__Exercise brief__
Please filter the data down to the lines that include the word "InvalidOrderType" and copy them.

Top of Given data

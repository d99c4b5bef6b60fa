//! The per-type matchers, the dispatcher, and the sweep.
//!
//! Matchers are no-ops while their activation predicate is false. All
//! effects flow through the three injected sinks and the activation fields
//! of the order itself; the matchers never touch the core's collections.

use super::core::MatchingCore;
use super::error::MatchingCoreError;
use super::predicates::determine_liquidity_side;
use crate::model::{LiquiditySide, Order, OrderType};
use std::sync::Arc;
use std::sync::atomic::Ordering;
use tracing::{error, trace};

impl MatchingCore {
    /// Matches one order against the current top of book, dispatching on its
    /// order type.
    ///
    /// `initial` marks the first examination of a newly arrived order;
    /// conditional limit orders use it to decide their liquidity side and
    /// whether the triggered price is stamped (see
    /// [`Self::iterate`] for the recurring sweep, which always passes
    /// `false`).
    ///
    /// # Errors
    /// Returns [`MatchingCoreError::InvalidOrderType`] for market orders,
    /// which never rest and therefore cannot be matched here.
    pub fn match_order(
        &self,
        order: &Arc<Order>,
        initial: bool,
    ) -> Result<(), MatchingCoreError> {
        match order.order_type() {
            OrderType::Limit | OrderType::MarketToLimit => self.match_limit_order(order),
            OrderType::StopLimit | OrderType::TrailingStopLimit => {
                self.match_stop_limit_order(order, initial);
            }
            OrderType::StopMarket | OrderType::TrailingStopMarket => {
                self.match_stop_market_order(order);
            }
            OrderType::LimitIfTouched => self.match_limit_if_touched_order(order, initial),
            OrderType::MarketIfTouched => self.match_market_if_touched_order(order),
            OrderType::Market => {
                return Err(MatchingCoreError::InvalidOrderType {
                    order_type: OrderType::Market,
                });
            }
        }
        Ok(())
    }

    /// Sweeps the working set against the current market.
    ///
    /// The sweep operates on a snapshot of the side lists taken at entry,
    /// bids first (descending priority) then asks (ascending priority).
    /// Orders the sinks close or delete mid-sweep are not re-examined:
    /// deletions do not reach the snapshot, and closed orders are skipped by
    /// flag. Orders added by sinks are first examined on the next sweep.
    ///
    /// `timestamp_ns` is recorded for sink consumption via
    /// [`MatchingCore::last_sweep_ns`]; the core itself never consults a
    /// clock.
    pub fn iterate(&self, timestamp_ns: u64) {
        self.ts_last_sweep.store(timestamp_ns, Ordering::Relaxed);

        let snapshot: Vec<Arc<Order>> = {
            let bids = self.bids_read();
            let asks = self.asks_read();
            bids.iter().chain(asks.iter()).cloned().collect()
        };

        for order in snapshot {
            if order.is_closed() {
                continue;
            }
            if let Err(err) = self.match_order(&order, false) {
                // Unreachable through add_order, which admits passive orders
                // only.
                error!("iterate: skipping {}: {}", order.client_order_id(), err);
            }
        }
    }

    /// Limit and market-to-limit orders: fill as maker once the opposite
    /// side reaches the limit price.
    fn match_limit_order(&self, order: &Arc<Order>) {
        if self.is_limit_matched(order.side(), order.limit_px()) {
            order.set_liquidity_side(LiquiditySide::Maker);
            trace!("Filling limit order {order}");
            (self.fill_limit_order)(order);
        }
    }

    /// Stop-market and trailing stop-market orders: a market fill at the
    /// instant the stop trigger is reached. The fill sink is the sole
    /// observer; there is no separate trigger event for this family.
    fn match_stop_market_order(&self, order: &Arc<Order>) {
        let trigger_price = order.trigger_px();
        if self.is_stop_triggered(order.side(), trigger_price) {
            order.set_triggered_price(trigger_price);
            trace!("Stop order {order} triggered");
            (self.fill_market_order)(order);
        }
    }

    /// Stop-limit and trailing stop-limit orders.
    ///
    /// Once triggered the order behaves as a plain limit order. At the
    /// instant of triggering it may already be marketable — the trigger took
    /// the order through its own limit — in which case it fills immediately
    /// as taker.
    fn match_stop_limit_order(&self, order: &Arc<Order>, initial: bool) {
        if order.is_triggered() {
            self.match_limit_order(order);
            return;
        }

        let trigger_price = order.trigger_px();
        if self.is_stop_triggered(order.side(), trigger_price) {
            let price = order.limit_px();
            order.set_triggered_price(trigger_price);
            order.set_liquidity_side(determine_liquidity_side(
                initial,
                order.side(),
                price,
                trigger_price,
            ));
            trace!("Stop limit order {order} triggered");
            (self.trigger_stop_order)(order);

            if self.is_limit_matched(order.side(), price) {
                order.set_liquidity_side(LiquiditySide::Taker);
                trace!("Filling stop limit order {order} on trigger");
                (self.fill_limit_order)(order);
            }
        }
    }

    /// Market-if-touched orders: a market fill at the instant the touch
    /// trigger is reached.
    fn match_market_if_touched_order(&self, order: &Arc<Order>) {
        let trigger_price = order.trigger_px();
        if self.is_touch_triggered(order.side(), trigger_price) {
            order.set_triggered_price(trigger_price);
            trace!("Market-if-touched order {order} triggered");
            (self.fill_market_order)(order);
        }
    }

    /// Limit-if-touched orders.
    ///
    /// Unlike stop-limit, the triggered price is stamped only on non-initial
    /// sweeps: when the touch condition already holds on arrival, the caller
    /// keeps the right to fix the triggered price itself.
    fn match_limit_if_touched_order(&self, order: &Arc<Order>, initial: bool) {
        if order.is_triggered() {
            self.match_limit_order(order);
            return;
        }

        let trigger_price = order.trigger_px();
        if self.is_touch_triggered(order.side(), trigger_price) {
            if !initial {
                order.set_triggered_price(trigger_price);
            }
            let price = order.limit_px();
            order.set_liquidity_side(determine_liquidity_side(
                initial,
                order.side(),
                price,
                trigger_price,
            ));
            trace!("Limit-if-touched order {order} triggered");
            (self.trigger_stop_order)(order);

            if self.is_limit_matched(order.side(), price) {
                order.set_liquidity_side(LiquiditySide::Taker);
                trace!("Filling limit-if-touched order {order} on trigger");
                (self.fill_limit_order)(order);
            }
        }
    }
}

Bottom of Given data

__Solved exercise__
    /// Returns [`MatchingCoreError::InvalidOrderType`] for market orders,
                return Err(MatchingCoreError::InvalidOrderType {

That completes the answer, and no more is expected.